### Your task:
Up to and including the line with "that don't need", please set down the entries below exactly, starting from the first line.

### Data shown:
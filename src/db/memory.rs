use std::collections::HashMap;
use std::sync::Arc;

use async_trait::async_trait;
use tokio::sync::RwLock;
use uuid::Uuid;

use crate::db::store::UserStore;
use crate::types::error::AppError;
use crate::types::user::User;

/// In-process store for tests and embedders that don't need
/// durability. Enforces the same uniqueness rules as the Postgres
/// backend so callers can't tell them apart.
#[derive(Clone, Default)]
pub struct MemStore {
    users: Arc<RwLock<HashMap<Uuid, User>>>,
}

impl MemStore {
    pub fn new() -> Self {
        Self::default()
    }
}

#[async_trait]
impl UserStore for MemStore {
    async fn find_by_id(&self, id: Uuid) -> Result<Option<User>, AppError> {
        Ok(self.users.read().await.get(&id).cloned())
    }

    async fn find_by_username(&self, username: &str) -> Result<Option<User>, AppError> {
        let users = self.users.read().await;
        Ok(users.values().find(|u| u.username == username).cloned())
    }

    async fn find_by_email(&self, email: &str) -> Result<Option<User>, AppError> {
        let users = self.users.read().await;
        Ok(users.values().find(|u| u.email == email).cloned())
    }

    async fn insert(&self, user: &User) -> Result<(), AppError> {
        let mut users = self.users.write().await;
        if users.values().any(|u| u.username == user.username) {
            return Err(AppError::taken("username"));
        }
        if users.values().any(|u| u.email == user.email) {
            return Err(AppError::taken("email"));
        }
        users.insert(user.id, user.clone());
        Ok(())
    }

    async fn save(&self, user: &User) -> Result<(), AppError> {
        let mut users = self.users.write().await;
        if users
            .values()
            .any(|u| u.id != user.id && u.username == user.username)
        {
            return Err(AppError::taken("username"));
        }
        if users
            .values()
            .any(|u| u.id != user.id && u.email == user.email)
        {
            return Err(AppError::taken("email"));
        }
        users.insert(user.id, user.clone());
        Ok(())
    }
}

### Expected output:
filename src/db/memory.rs
use std::collections::HashMap;
use std::sync::Arc;

use async_trait::async_trait;
use tokio::sync::RwLock;
use uuid::Uuid;

use crate::db::store::UserStore;
use crate::types::error::AppError;
use crate::types::user::User;

/// In-process store for tests and embedders that don't need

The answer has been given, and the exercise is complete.